Exercise aim
Could you set down exactly the lines in the records below between the line holding "let bytes = std::fs::read(path).map_err(|source|" and the line holding "pub fn pixel(&self, x: u32, y: u32)", inclusive?

=== Begin Enclosure ===

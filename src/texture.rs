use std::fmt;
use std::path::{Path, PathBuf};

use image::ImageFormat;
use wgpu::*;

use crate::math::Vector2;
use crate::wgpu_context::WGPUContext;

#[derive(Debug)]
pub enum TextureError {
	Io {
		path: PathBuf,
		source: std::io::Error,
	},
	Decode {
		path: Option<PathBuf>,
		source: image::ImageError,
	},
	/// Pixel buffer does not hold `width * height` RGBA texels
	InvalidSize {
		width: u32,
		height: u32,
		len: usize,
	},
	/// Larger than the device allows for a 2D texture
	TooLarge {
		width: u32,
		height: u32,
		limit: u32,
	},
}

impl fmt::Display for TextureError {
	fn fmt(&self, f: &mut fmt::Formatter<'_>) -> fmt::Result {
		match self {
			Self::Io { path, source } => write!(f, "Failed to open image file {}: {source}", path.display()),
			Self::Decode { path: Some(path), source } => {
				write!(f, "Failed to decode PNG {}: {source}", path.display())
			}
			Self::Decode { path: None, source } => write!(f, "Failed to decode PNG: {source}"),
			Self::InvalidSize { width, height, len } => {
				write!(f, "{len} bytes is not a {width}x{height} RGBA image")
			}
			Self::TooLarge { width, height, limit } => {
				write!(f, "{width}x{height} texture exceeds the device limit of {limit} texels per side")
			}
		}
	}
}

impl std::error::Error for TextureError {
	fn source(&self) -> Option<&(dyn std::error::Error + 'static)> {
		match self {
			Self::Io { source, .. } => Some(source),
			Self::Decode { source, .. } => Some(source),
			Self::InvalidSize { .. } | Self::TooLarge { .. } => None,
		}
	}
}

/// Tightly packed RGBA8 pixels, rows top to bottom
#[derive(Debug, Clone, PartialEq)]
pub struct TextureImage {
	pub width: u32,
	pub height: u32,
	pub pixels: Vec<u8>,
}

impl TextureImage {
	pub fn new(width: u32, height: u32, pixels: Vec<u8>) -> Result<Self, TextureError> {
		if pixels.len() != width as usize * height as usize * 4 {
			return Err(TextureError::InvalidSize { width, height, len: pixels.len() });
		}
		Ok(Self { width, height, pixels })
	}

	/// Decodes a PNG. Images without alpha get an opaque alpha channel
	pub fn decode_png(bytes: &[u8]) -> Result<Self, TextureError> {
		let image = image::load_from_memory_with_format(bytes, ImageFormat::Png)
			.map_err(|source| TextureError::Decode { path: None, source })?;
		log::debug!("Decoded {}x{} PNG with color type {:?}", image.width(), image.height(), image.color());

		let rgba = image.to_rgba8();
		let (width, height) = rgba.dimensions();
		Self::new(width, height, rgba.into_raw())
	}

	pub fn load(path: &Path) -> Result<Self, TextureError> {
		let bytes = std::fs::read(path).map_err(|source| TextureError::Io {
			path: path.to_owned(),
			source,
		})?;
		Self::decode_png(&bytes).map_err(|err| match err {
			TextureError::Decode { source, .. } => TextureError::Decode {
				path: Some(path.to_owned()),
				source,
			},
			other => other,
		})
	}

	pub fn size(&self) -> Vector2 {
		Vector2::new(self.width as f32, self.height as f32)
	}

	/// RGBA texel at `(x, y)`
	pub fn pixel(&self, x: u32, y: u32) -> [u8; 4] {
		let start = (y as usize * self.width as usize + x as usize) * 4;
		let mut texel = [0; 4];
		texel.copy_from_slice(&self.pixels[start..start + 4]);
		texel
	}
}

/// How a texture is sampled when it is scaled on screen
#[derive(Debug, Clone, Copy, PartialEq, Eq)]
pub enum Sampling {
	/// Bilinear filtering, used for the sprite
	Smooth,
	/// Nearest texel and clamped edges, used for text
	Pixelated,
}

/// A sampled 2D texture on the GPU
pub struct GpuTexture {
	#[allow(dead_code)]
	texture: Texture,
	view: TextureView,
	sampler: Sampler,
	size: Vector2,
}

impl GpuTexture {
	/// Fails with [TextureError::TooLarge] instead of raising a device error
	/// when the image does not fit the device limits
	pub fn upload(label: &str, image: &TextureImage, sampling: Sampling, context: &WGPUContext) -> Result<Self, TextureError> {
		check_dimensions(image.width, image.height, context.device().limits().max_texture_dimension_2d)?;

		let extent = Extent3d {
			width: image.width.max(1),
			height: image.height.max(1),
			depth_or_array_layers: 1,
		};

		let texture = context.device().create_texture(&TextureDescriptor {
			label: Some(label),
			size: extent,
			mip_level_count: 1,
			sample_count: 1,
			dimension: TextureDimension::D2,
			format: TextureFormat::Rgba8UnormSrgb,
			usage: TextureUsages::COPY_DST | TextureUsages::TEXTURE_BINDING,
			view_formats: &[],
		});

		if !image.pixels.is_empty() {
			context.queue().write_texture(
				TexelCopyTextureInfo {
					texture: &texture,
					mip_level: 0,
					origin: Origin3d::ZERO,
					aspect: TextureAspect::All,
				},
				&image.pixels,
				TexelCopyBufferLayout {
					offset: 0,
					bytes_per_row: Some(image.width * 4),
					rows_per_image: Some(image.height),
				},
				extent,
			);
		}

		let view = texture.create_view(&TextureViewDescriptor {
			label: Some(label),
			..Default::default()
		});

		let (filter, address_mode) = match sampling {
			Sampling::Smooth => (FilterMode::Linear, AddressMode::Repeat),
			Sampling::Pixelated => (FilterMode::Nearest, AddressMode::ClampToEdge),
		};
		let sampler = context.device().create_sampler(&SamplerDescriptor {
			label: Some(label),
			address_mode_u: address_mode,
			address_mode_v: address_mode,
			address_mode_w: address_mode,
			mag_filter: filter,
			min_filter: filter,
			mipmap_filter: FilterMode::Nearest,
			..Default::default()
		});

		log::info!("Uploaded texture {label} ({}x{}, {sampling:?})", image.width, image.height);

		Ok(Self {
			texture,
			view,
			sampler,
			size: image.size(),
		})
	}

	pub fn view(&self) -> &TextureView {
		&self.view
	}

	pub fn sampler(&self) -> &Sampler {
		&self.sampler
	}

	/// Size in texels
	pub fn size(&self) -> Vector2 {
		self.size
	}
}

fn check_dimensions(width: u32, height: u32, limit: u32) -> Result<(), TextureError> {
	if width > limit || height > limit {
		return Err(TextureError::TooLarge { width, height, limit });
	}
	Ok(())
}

=== End Enclosure ===
=== Begin Enclosure ===

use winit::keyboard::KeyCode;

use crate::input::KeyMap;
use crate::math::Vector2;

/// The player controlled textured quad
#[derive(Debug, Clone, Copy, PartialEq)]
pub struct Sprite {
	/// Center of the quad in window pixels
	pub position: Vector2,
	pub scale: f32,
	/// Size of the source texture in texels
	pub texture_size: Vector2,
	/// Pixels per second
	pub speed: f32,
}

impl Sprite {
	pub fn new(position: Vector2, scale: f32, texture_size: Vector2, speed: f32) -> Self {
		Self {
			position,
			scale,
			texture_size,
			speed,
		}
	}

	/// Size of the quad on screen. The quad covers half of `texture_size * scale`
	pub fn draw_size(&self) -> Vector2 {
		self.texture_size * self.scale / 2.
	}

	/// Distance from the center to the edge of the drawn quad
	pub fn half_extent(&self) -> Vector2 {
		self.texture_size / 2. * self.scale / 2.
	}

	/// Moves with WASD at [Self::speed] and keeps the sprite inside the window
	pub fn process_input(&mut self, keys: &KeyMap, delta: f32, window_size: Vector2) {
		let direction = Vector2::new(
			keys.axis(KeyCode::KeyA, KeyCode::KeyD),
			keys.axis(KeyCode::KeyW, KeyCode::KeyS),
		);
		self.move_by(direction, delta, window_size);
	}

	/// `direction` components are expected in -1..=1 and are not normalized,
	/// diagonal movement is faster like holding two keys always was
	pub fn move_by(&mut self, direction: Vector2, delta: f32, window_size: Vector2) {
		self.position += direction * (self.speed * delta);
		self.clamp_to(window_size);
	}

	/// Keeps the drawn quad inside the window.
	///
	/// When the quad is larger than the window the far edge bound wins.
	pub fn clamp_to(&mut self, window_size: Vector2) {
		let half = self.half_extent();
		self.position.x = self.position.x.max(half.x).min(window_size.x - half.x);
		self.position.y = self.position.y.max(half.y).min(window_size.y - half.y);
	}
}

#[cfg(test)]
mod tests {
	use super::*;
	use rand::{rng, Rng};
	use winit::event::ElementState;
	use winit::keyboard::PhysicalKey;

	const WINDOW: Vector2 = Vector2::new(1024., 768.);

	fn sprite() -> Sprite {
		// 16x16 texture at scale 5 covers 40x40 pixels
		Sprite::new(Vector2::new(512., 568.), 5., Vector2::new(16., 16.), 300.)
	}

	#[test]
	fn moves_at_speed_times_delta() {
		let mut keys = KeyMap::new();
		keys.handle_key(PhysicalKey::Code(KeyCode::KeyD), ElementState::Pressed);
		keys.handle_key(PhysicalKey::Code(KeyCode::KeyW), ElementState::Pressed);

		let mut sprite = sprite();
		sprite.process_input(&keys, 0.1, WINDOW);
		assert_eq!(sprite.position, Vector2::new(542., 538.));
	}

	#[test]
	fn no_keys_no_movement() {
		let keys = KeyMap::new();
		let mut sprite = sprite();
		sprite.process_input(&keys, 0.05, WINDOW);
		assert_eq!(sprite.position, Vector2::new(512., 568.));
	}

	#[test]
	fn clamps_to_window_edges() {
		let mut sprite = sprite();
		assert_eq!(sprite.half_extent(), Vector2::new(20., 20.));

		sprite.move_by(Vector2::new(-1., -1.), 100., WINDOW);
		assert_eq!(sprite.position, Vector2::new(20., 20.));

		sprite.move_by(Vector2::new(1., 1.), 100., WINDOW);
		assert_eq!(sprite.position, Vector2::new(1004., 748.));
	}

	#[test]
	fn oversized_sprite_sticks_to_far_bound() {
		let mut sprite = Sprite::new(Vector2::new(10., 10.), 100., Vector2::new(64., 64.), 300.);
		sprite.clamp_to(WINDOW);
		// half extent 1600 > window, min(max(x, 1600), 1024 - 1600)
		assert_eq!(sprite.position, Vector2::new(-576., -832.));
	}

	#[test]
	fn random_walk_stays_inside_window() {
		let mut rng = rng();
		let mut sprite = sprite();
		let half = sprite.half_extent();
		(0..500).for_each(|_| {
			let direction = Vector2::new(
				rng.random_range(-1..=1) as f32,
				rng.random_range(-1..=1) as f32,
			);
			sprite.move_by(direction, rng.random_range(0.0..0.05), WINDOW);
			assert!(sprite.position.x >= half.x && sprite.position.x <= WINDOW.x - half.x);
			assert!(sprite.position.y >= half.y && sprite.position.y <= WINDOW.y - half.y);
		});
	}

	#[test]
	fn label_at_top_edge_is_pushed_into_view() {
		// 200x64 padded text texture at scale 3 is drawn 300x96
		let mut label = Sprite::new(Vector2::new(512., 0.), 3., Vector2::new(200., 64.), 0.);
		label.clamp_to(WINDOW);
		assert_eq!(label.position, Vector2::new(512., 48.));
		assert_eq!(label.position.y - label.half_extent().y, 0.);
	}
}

=== End Enclosure ===

Response
		let bytes = std::fs::read(path).map_err(|source| TextureError::Io {
			path: path.to_owned(),
			source,
		})?;
		Self::decode_png(&bytes).map_err(|err| match err {
			TextureError::Decode { source, .. } => TextureError::Decode {
				path: Some(path.to_owned()),
				source,
			},
			other => other,
		})
	}

	pub fn size(&self) -> Vector2 {
		Vector2::new(self.width as f32, self.height as f32)
	}

	/// RGBA texel at `(x, y)`
	pub fn pixel(&self, x: u32, y: u32) -> [u8; 4] {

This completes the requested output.